The police also seized several units of heavy equipment and a barge full of timber in Kalimantan in connection to the illegal logging allegedly financed by Asoy.

Suharto said police investigators were also looking into the possibility of Asoy's involvement in illegal logging in Papua, as investigators suspected the confiscated timber came from Papua.

Shipping documents claimed the timber came from Kalimantan and was heading for Sarawak in Malaysia.

Separately, Minister of Forestry Malam Sambat Kaban welcomed the police action, saying the suspect was facing multiple charges that would make it difficult for him to escape justice.

"He can be charged with violating environmental law, tax evasion, and money laundering," Kaban said as quoted by Antara.

He said that since people involved in illegal logging activities were often interconnected, the capture of one financial backer would invariably lead to the capture of others involved in the criminal syndicates.

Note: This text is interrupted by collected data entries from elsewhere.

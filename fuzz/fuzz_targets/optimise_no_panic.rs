#![no_main]

use dom_optimiser::{DomOptimiser, OptimiserOptions};
use libfuzzer_sys::fuzz_target;

fuzz_target!(|data: &[u8]| {
    let Some((&flags, rest)) = data.split_first() else {
        return;
    };
    let Ok(html) = std::str::from_utf8(rest) else {
        return;
    };

    let options = OptimiserOptions {
        enable_wrapper_pruning: flags & 0b0001 != 0,
        enable_ghost_removal: flags & 0b0010 != 0,
        enable_comment_stripping: flags & 0b0100 != 0,
        enable_aggressive_mode: flags & 0b1000 != 0,
    };
    let _ = DomOptimiser::with_options(options).process_or_passthrough(html);
});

"The President has instructed us to get whoever is involved in these crimes and to hand out the harshest possible punishments against them," he said,

He played down possible resistance from certain elements of the military or supposedly "well-connected" people to the drive against illegal logging. "The President has ordered us to carry out shock therapy, meaning that a sacrifice will be acceptable for the good of the country," he said.

Based on ministry data, Indonesia suffers financial losses of some Rp 30 trillion (US$ 3.3 billion) every year due to the illegal removal and smuggling of timber.

Apart from businessmen, the list of 32 alleged timber smugglers released by the ministry also includes officials from local administrations, forestry agencies, and local police and military command posts.

During the operation in Papua that began on Saturday, code named Hutan Lestari (Protect the Forests), police seized four barges loaded with heavy logging machinery and approximately 3,000 cubic meters of valuable Merbau timber.